Indians, Pirates, Spanish sailors, Loyalists, Americans...and Canadians...this island is rich in history! Rum Cay was originally called Santa Maria de la Concepcion until a ship laden with rum wrecked close by and kegs of rum washed up on shore. It then became known as Rum Cay!

Yo Ho Ho and a Bottle of Rum.....

Rum Cay Bahamas Aerial Shot

Lucayan-Arawak Indians meet Christopher Columbus

Rum Cay is rich in history dating back to the Lucayan-Arawak Indians before Christopher Columbus started his vicious invastion of the new world. In 1492 Christopher Columbus first set foot in the New World. The following was taken from Wikipedia and states:

It is now believed that the first tribe encountered by Christopher Columbus, when he arrived on the island he called Santa María de la Concepción (known as Mamana by the Lucayan Indians and now called Rum Cay off the Bahamas), were Lucayan-Arawak Indians. Columbus noted in his log:

"Saturday, 13 October 1492: ...They brought us balls of cotton thread and parrots and other little things which it would be tedious to list, and exchanged everything for whatever we offered them.
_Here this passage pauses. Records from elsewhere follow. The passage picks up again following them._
//! Domain error types.

use bookmark_store::{BookmarkId, StoreError};
use thiserror::Error;

use crate::bookmark::BookmarkError;

/// Errors that can occur during domain operations.
#[derive(Debug, Error)]
pub enum DomainError {
    /// An error occurred in the bookmark store.
    #[error("Store error: {0}")]
    Store(#[from] StoreError),

    /// The bookmark failed validation.
    #[error("Bookmark error: {0}")]
    Bookmark(#[from] BookmarkError),

    /// No bookmark with the given id exists.
    #[error("Bookmark not found: {id}")]
    NotFound { id: BookmarkId },
}
//! In-memory bookmark store.

use std::sync::Arc;

use async_trait::async_trait;
use tokio::sync::RwLock;

use crate::{Bookmark, BookmarkId, Result, StoreError, store::BookmarkStore};

/// In-memory bookmark store.
///
/// Holds the list behind a single lock. Clones share the same list, and
/// everything is lost when the process exits.
#[derive(Clone, Default)]
pub struct InMemoryBookmarkStore {
    bookmarks: Arc<RwLock<Vec<Bookmark>>>,
}

impl InMemoryBookmarkStore {
    /// Creates a new empty in-memory store.
    pub fn new() -> Self {
        Self::default()
    }
}

#[async_trait]
impl BookmarkStore for InMemoryBookmarkStore {
    async fn list(&self) -> Result<Vec<Bookmark>> {
        Ok(self.bookmarks.read().await.clone())
    }

    async fn find(&self, id: &BookmarkId) -> Result<Vec<Bookmark>> {
        let store = self.bookmarks.read().await;
        Ok(store.iter().filter(|b| &b.id == id).cloned().collect())
    }

    async fn insert(&self, bookmark: Bookmark) -> Result<()> {
        let mut store = self.bookmarks.write().await;

        if store.iter().any(|b| b.id == bookmark.id) {
            return Err(StoreError::DuplicateId(bookmark.id));
        }

        tracing::debug!(id = %bookmark.id, "storing bookmark");
        store.push(bookmark);
        Ok(())
    }

    async fn remove(&self, id: &BookmarkId) -> Result<Option<Bookmark>> {
        let mut store = self.bookmarks.write().await;
        let removed = store
            .iter()
            .position(|b| &b.id == id)
            .map(|index| store.remove(index));
        Ok(removed)
    }

    async fn count(&self) -> Result<usize> {
        Ok(self.bookmarks.read().await.len())
    }
}

#[cfg(test)]
mod tests {
    use super::*;
    use crate::BookmarkStoreExt;

    fn create_test_bookmark(title: &str) -> Bookmark {
        Bookmark::new(title, format!("https://example.com/{title}"), None, Some(3.0))
    }

    #[tokio::test]
    async fn insert_and_list_preserves_order() {
        let store = InMemoryBookmarkStore::new();
        let first = create_test_bookmark("first");
        let second = create_test_bookmark("second");

        store.insert(first.clone()).await.unwrap();
        store.insert(second.clone()).await.unwrap();

        let all = store.list().await.unwrap();
        assert_eq!(all, vec![first, second]);
    }

    #[tokio::test]
    async fn insert_rejects_duplicate_id() {
        let store = InMemoryBookmarkStore::new();
        let bookmark = create_test_bookmark("dup");

        store.insert(bookmark.clone()).await.unwrap();
        let result = store.insert(bookmark).await;

        assert!(matches!(result, Err(StoreError::DuplicateId(_))));
        assert_eq!(store.count().await.unwrap(), 1);
    }

    #[tokio::test]
    async fn find_returns_single_match() {
        let store = InMemoryBookmarkStore::new();
        let target = create_test_bookmark("target");
        store.insert(create_test_bookmark("other")).await.unwrap();
        store.insert(target.clone()).await.unwrap();

        let found = store.find(&target.id).await.unwrap();
        assert_eq!(found, vec![target]);
    }

    #[tokio::test]
    async fn find_unknown_id_is_empty() {
        let store = InMemoryBookmarkStore::new();
        store.insert(create_test_bookmark("only")).await.unwrap();

        let found = store.find(&BookmarkId::new("missing")).await.unwrap();
        assert!(found.is_empty());
    }

    #[tokio::test]
    async fn remove_deletes_exactly_one() {
        let store = InMemoryBookmarkStore::new();
        let keep_a = create_test_bookmark("a");
        let gone = create_test_bookmark("b");
        let keep_c = create_test_bookmark("c");
        for b in [&keep_a, &gone, &keep_c] {
            store.insert(b.clone()).await.unwrap();
        }

        let removed = store.remove(&gone.id).await.unwrap();
        assert_eq!(removed, Some(gone.clone()));
        assert_eq!(store.list().await.unwrap(), vec![keep_a, keep_c]);
        assert!(store.get(&gone.id).await.unwrap().is_none());
    }

    #[tokio::test]
    async fn remove_unknown_id_leaves_list_untouched() {
        let store = InMemoryBookmarkStore::new();
        store.insert(create_test_bookmark("a")).await.unwrap();
        store.insert(create_test_bookmark("b")).await.unwrap();

        let removed = store.remove(&BookmarkId::new("missing")).await.unwrap();
        assert!(removed.is_none());
        assert_eq!(store.count().await.unwrap(), 2);
    }

    #[tokio::test]
    async fn clones_share_the_same_list() {
        let store = InMemoryBookmarkStore::new();
        let clone = store.clone();
        let bookmark = create_test_bookmark("shared");

        clone.insert(bookmark.clone()).await.unwrap();

        assert_eq!(store.get(&bookmark.id).await.unwrap(), Some(bookmark));
    }
}
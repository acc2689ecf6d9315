use serde::{Deserialize, Serialize};
use uuid::Uuid;

/// Unique identifier for a bookmark.
///
/// Freshly created bookmarks get a random UUID, but any string taken from a
/// request path is a valid id to look up. An id that was never issued simply
/// matches nothing.
#[derive(Debug, Clone, PartialEq, Eq, Hash, Serialize, Deserialize)]
#[serde(transparent)]
pub struct BookmarkId(String);

impl BookmarkId {
    /// Generates a new random bookmark ID.
    pub fn generate() -> Self {
        Self(Uuid::new_v4().to_string())
    }

    /// Wraps an existing identifier string.
    pub fn new(id: impl Into<String>) -> Self {
        Self(id.into())
    }

    /// Returns the identifier as a string slice.
    pub fn as_str(&self) -> &str {
        &self.0
    }
}

impl std::fmt::Display for BookmarkId {
    fn fmt(&self, f: &mut std::fmt::Formatter<'_>) -> std::fmt::Result {
        write!(f, "{}", self.0)
    }
}

impl From<String> for BookmarkId {
    fn from(s: String) -> Self {
        Self(s)
    }
}

impl From<&str> for BookmarkId {
    fn from(s: &str) -> Self {
        Self(s.to_string())
    }
}

impl AsRef<str> for BookmarkId {
    fn as_ref(&self) -> &str {
        &self.0
    }
}
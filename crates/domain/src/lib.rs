//! Domain layer for the bookmarks service.
//!
//! This crate provides:
//! - Field rules for bookmarks (title, url scheme, rating range)
//! - The `CreateBookmark` command and its validation
//! - `BookmarkService`, the operations exposed over HTTP

pub mod bookmark;
pub mod error;

pub use bookmark::{
    BookmarkError, BookmarkService, BookmarkUrl, CreateBookmark, Rating, Title,
};
pub use bookmark_store::{Bookmark, BookmarkId};
pub use error::DomainError;
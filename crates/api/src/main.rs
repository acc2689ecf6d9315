//! API server entry point.

use api::config::Config;
use tokio::signal;

/// Resolves once the process is asked to stop.
///
/// A listener that fails to install is logged and never fires, leaving
/// the other one in charge.
async fn wait_for_shutdown() {
    let interrupt = async {
        if let Err(e) = signal::ctrl_c().await {
            tracing::warn!(error = %e, "cannot listen for ctrl-c");
            std::future::pending::<()>().await;
        }
    };

    #[cfg(unix)]
    let terminate = async {
        match signal::unix::signal(signal::unix::SignalKind::terminate()) {
            Ok(mut stream) => {
                stream.recv().await;
            }
            Err(e) => {
                tracing::warn!(error = %e, "cannot listen for SIGTERM");
                std::future::pending::<()>().await;
            }
        }
    };

    #[cfg(not(unix))]
    let terminate = std::future::pending::<()>();

    let received = tokio::select! {
        () = interrupt => "interrupt",
        () = terminate => "terminate",
    };
    tracing::info!(signal = received, "stopping bookmarks API");
}

#[tokio::main]
async fn main() {
    // 1. Load .env (if any) and configuration
    dotenvy::dotenv().ok();
    let config = Config::from_env().expect("invalid configuration");

    // 2. Initialize tracing (stdout plus the optional JSON log file)
    api::telemetry::init(&config).expect("failed to initialize logging");
    tracing::info!(
        environment = %config.environment,
        log_file = ?config.log_file,
        "configuration loaded"
    );

    // 3. Create the bookmark store and application state
    let addr = config.addr();
    let state = api::create_default_state(config);

    // 4. Build the application
    let app = api::create_app(state);

    // 5. Start server
    tracing::info!(%addr, "starting API server");

    let listener = tokio::net::TcpListener::bind(&addr)
        .await
        .expect("failed to bind address");
    axum::serve(listener, app)
        .with_graceful_shutdown(wait_for_shutdown())
        .await
        .expect("server error");

    tracing::info!("bookmarks API stopped");
}
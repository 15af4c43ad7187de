use log::{info, warn};
use serde::Serialize;
use sprite_outline::config::outline_tool::{load_config, OutlineToolConfig};
use sprite_outline::image::io::{load_sprite_sheet, save_mask_png, write_json_file};
use sprite_outline::image::{ImageView, SpriteSheet};
use sprite_outline::{detect_vertices, ColliderSet, FrameOutcome, FrameSpec, OpacityMask};
use std::env;
use std::path::{Path, PathBuf};

fn main() {
    env_logger::init();
    if let Err(err) = run() {
        eprintln!("Error: {err}");
        std::process::exit(1);
    }
}

fn run() -> Result<(), String> {
    let config_path = env::args().nth(1).ok_or_else(usage)?;
    let config = load_config(Path::new(&config_path))?;

    let sheet = load_sprite_sheet(&config.input)?;
    let frames = config.frame_specs((sheet.width(), sheet.height()));
    info!(
        "outline_tool: {} frame(s) from {} ({}x{})",
        frames.len(),
        config.input.display(),
        sheet.width(),
        sheet.height()
    );

    let mut colliders = ColliderSet::new();
    let report = colliders.regenerate(&sheet, &frames, &config.outline);

    let summary = OutlineSummary {
        input: config.input.clone(),
        width: sheet.width(),
        height: sheet.height(),
        min_transparency: config.outline.min_transparency,
        clip_to_window: config.outline.clip_to_window,
        generated: report.generated(),
        skipped: report.skipped(),
        failed: report.failed(),
        total_ms: report.timing.total_ms,
        frames: report
            .frames
            .iter()
            .zip(&report.timing.frames)
            .map(|(record, timing)| FrameSummary {
                index: record.index,
                outcome: record.outcome.clone(),
                elapsed_ms: timing.elapsed_ms,
                points: colliders
                    .get(record.index)
                    .map(|c| c.positions())
                    .unwrap_or_default(),
            })
            .collect(),
    };
    write_json_file(&config.output.report_json, &summary)?;

    if let Some(dir) = &config.output.debug_dir {
        save_debug_masks(&config, &sheet, &frames, &colliders, dir)?;
    }

    println!(
        "Outlined {} of {} frame(s) ({} skipped, {} failed) in {:.3} ms",
        summary.generated,
        summary.frames.len(),
        summary.skipped,
        summary.failed,
        summary.total_ms
    );
    if let Some(slowest) = report.timing.slowest() {
        println!(
            "Slowest frame {} took {:.3} ms",
            slowest.index, slowest.elapsed_ms
        );
    }
    println!("Saved report to {}", config.output.report_json.display());

    if summary.failed > 0 {
        return Err(format!("{} frame(s) failed to outline", summary.failed));
    }
    Ok(())
}

/// Write one mask PNG per frame. Generated frames show their ordered contour;
/// the rest show whatever corners detection found.
fn save_debug_masks(
    config: &OutlineToolConfig,
    sheet: &SpriteSheet,
    frames: &[FrameSpec],
    colliders: &ColliderSet,
    dir: &Path,
) -> Result<(), String> {
    for frame in frames {
        let mask = match OpacityMask::build(sheet, frame.window, &config.outline) {
            Ok(mask) => mask,
            Err(err) => {
                warn!("outline_tool: no debug mask for frame {}: {err}", frame.index);
                continue;
            }
        };
        let corners = match colliders.get(frame.index) {
            Some(contour) => contour.corners(),
            None => detect_vertices(sheet, frame.window, &config.outline)
                .map(|set| set.corners())
                .unwrap_or_default(),
        };
        let path = dir.join(format!("frame_{:03}.png", frame.index));
        save_mask_png(&mask, &corners, &path)?;
    }
    println!("Saved {} debug mask(s) to {}", frames.len(), dir.display());
    Ok(())
}

fn usage() -> String {
    "Usage: outline_tool <config.json>".to_string()
}

#[derive(Debug, Serialize)]
#[serde(rename_all = "camelCase")]
struct OutlineSummary {
    input: PathBuf,
    width: usize,
    height: usize,
    min_transparency: f32,
    clip_to_window: bool,
    generated: usize,
    skipped: usize,
    failed: usize,
    total_ms: f64,
    frames: Vec<FrameSummary>,
}

#[derive(Debug, Serialize)]
#[serde(rename_all = "camelCase")]
struct FrameSummary {
    index: usize,
    outcome: FrameOutcome,
    elapsed_ms: f64,
    points: Vec<[f32; 2]>,
}
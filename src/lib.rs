#![doc = include_str!("../README.md")]

// Public modules (stable-ish surface)
pub mod error;
pub mod frames;
pub mod image;
pub mod outline;
pub mod types;
pub mod window;

// Tool-facing modules: JSON configs and timing reports.
pub mod config;
pub mod diagnostics;

// --- High-level re-exports -------------------------------------------------

// Main entry points: one-shot generation plus the two stages.
pub use crate::outline::{
    build_contour, detect_vertices, generate_contour, is_boundary_contour, OutlineParams,
};
pub use crate::types::{Contour, Corner, Vertex, VertexSet};
pub use crate::window::{OpacityMask, PixelWindow};
pub use crate::error::OutlineError;

// Animation frames and collider storage.
pub use crate::frames::{
    generate_frames, ColliderSet, FrameBatchReport, FrameKey, FrameOutcome, FrameSpec,
    PolygonSink,
};

// --- Prelude ---------------------------------------------------------------

/// Small prelude for quick experiments.
///
/// ```no_run
/// use sprite_outline::prelude::*;
///
/// # fn main() {
/// let (w, h) = (32usize, 32usize);
/// let alpha = vec![0u8; w * h];
/// let img = AlphaU8 { w, h, stride: w, data: &alpha };
///
/// let window = PixelWindow::covering(&img)
///     .with_centered_pivot()
///     .with_pixels_per_unit(16.0);
/// match generate_contour(&img, window, &OutlineParams::default()) {
///     Ok(contour) => println!("points={:?}", contour.positions()),
///     Err(err) => println!("no collider: {err}"),
/// }
/// # }
/// ```
pub mod prelude {
    pub use crate::image::{AlphaF32, AlphaU8};
    pub use crate::{generate_contour, Contour, OutlineError, OutlineParams, PixelWindow};
}
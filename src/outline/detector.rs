use crate::types::{Corner, VertexSet};
use crate::window::OpacityMask;
use log::debug;

/// Offsets of the 2×2 neighborhood relative to its top-left pixel.
const QUAD: [(i32, i32); 4] = [(0, 0), (1, 0), (0, 1), (1, 1)];

/// Opaque pixels in the 2×2 block whose top-left pixel is `(gx, gy)`.
#[inline]
pub(crate) fn quad_count(mask: &OpacityMask, gx: i32, gy: i32) -> u8 {
    QUAD.iter()
        .filter(|(dx, dy)| mask.is_opaque(gx + dx, gy + dy))
        .count() as u8
}

/// Grid corner `corner` is a diagonal saddle: its 2×2 block holds two opaque
/// pixels that touch only at that corner.
#[inline]
pub(crate) fn is_saddle(mask: &OpacityMask, corner: Corner) -> bool {
    let (gx, gy) = (corner.x - 1, corner.y - 1);
    if quad_count(mask, gx, gy) != 2 {
        return false;
    }
    mask.is_opaque(gx, gy) == mask.is_opaque(gx + 1, gy + 1)
}

/// Marching-squares corner scan over grid points `[-1, w] × [-1, h]`.
///
/// A block with exactly one or three opaque pixels is a silhouette corner;
/// zero and four are uniform, and two is either a straight edge (no corner)
/// or a diagonal saddle, which is not emitted. Points are pushed
/// in row-major order, which fixes the seed and the tie-break order of the
/// walk.
///
/// A window whose pixels are all opaque or all transparent has no silhouette
/// and yields an empty set, even though its rectangle borders the margin.
pub(crate) fn scan(mask: &OpacityMask) -> VertexSet {
    let window = mask.window();
    let mut set = VertexSet::new();
    if mask.is_uniform() {
        debug!(
            "outline::detect window=({},{} {}x{}) has uniform opacity",
            window.x_offset, window.y_offset, window.width, window.height
        );
        return set;
    }
    for gy in -1..=window.height {
        for gx in -1..=window.width {
            let count = quad_count(mask, gx, gy);
            if count == 1 || count == 3 {
                set.push(window.vertex(Corner::new(gx + 1, gy + 1)));
            }
        }
    }
    debug!(
        "outline::detect window=({},{} {}x{}) opaque_px={} vertices={}",
        window.x_offset,
        window.y_offset,
        window.width,
        window.height,
        mask.opaque_count(),
        set.len()
    );
    set
}
use super::step::is_valid_move;
use crate::error::OutlineError;
use crate::types::{Contour, Vertex, VertexSet};
use crate::window::OpacityMask;
use log::debug;

/// Vertex still waiting to be placed, tagged with its detection index.
#[derive(Clone, Copy, Debug)]
struct Pending {
    order: usize,
    vertex: Vertex,
}

/// Nearest-valid-neighbour walk over a detected vertex set.
///
/// Seeds with the first detected vertex, then repeatedly places the closest
/// pending vertex that is reachable by a valid step from the last placed one.
/// Candidates are ranked by (distance, detection order), so ties resolve the
/// same way on every run. Each round either places one vertex or fails, which
/// bounds the walk by the initial vertex count.
pub(crate) fn walk(vertices: VertexSet, mask: &OpacityMask) -> Result<Contour, OutlineError> {
    let total = vertices.len();
    let mut pending: Vec<Pending> = vertices
        .into_vec()
        .into_iter()
        .enumerate()
        .map(|(order, vertex)| Pending { order, vertex })
        .collect();
    if pending.is_empty() {
        return Err(OutlineError::EmptyInput);
    }

    let mut placed = Vec::with_capacity(total);
    placed.push(pending.remove(0).vertex);

    for _ in 1..total {
        let last = placed[placed.len() - 1];
        pending.sort_by_key(|p| (p.vertex.corner.distance_sq(last.corner), p.order));

        let next = pending
            .iter()
            .position(|p| is_valid_move(mask, last.corner, p.vertex.corner));
        let Some(idx) = next else {
            debug!(
                "outline::walk stuck at {} placed={} stranded={}",
                last,
                placed.len(),
                pending.len()
            );
            return Err(OutlineError::IncompleteContour {
                last,
                stranded: pending.len(),
                placed: placed.len(),
            });
        };
        placed.push(pending.remove(idx).vertex);
    }

    debug!("outline::walk placed={} vertices", placed.len());
    Ok(Contour::from_ordered(placed))
}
I kept my eyes open and tried to find out if there was any gold, and I saw that some of them had a little piece hanging from a hole in their nose. I gathered from their signs that if one goes south, or around the south side of the island, there is a king with great jars full of it, enormous amounts. I tried to persuade them to go there, but I saw that the idea was not to their liking... Sunday, 14 October 1492: ...These people have little knowledge of fighting, as Your Majesties will see from the seven I have had captured to take away with us so as to teach them our language and return them, unless Your Majesties' orders are that they all be taken to Spain or held captive on the island itself, for with fifty men one could keep the whole population in subjection and make them do whatever one wanted." [2]

Rum Cay Hartford Cave

Petroglyphs from the Lucayan-Arawak Indians


Rum Cay Lucayan Arawak Indians

Entrance to the Hartford Cave on Rum Cay

Rum Cay Pirates

Pirates roamed these parts for many years with evidence of a sword even being found off of Sumner Point Marina. The spirit of the energy of that sword passed through those hands and continues to roam throughout Rum Cay to this day! Whisperings of Black Gold off Sumner Point still float around the island. The pirates were finally driven out of the Bahamas after Captain Woodes Rogers was appointed Royal Governor in 1718.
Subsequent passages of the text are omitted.